The race was held on 5 March 2023 at 19:25 (UTC+3) in the evening. After 200 metres, individual 400 m silver medalist Lieke Klaver of the Netherlands was in the lead, followed by individual bronze medalist Anna Kiełbasińska of Poland and Alice Mangione of Italy, until they handed their batons over to Eveline Saalberg of the Netherlands, Marika Popowicz-Drapała of Poland, and Ayomide Folorunso of Italy, who maintained the running order during the second leg.
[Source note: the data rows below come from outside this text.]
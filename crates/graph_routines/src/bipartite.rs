use std::collections::{BTreeMap, BTreeSet, VecDeque};

use graph_store::{GraphView, Vertex};
use tracing::debug;

use crate::RoutineError;

/// Two-coloring of a graph, with edge direction ignored.
///
/// Each component is colored breadth-first from its smallest vertex, which
/// lands in the first part.
#[derive(Clone, Debug)]
pub struct Bipartite {
    first: BTreeSet<Vertex>,
    second: BTreeSet<Vertex>,
    bipartite: bool,
}

impl Bipartite {
    pub fn new<G: GraphView>(graph: &G) -> Result<Self, RoutineError> {
        let mut side: BTreeMap<Vertex, bool> = BTreeMap::new();
        let mut bipartite = true;
        let mut queue = VecDeque::new();

        'components: for start in graph.vertices() {
            if side.contains_key(&start) {
                continue;
            }
            side.insert(start, false);
            queue.clear();
            queue.push_back(start);
            while let Some(current) = queue.pop_front() {
                let color = side[&current];
                let outgoing = graph.adj(current)?.map(|edge| edge.to);
                for next in outgoing.chain(graph.incoming(current)?) {
                    match side.get(&next) {
                        None => {
                            side.insert(next, !color);
                            queue.push_back(next);
                        }
                        Some(&other) if other == color => {
                            bipartite = false;
                            break 'components;
                        }
                        Some(_) => {}
                    }
                }
            }
        }

        let (mut first, mut second) = (BTreeSet::new(), BTreeSet::new());
        if bipartite {
            for (v, color) in side {
                if color {
                    second.insert(v);
                } else {
                    first.insert(v);
                }
            }
        }
        debug!(vertices = graph.vertex_count(), bipartite, "computed bipartition");
        Ok(Self {
            first,
            second,
            bipartite,
        })
    }

    /// An empty graph counts as bipartite.
    pub fn is_bipartite(&self) -> bool {
        self.bipartite
    }

    pub fn same_set(&self, v: Vertex, w: Vertex) -> Result<bool, RoutineError> {
        self.ensure_partitioned()?;
        Ok(self.part_of(v)? == self.part_of(w)?)
    }

    /// The part holding the smallest vertex first.
    pub fn partition(&self) -> Result<(&BTreeSet<Vertex>, &BTreeSet<Vertex>), RoutineError> {
        self.ensure_partitioned()?;
        Ok((&self.first, &self.second))
    }

    fn ensure_partitioned(&self) -> Result<(), RoutineError> {
        if !self.bipartite {
            return Err(RoutineError::NotBipartite);
        }
        if self.first.is_empty() {
            return Err(RoutineError::EmptyGraph);
        }
        Ok(())
    }

    fn part_of(&self, v: Vertex) -> Result<bool, RoutineError> {
        if self.first.contains(&v) {
            Ok(false)
        } else if self.second.contains(&v) {
            Ok(true)
        } else {
            Err(RoutineError::VertexNotFound(v))
        }
    }
}
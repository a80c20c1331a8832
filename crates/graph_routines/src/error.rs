use disjoint_set::DisjointSetError;
use graph_store::{GraphError, Vertex};
use thiserror::Error;

#[derive(Clone, Debug, Error, PartialEq, Eq)]
pub enum RoutineError {
    #[error("the graph has no vertices")]
    EmptyGraph,
    #[error("vertex {0} is not in the graph")]
    VertexNotFound(Vertex),
    #[error("the graph is not bipartite")]
    NotBipartite,
    #[error(transparent)]
    Graph(#[from] GraphError),
    #[error(transparent)]
    DisjointSet(#[from] DisjointSetError),
}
Third-leg runner Cathelijn Peeters of the Netherlands kept her nation in the lead, but metres before the last hand-over Anna Polinari of Italy passed Alicja Wrona-Kutrzepa of Poland. In the anchor leg, individual gold medalist Femke Bol of the Netherlands, Eleonora Marchiando of Italy, and Anna Pałys of Poland ran their laps in that order. The gold medal was won by the team of the Netherlands, breaking their championship record and national record in a time of 3:25.66 min and successfully defending their 2021 title. About three seconds later, they were followed by the silver medal-winning team of Italy, who ran a national record of 3:28.61 min, and then the bronze medal-winning team of Poland, who ran a season best of 3:29.31 min.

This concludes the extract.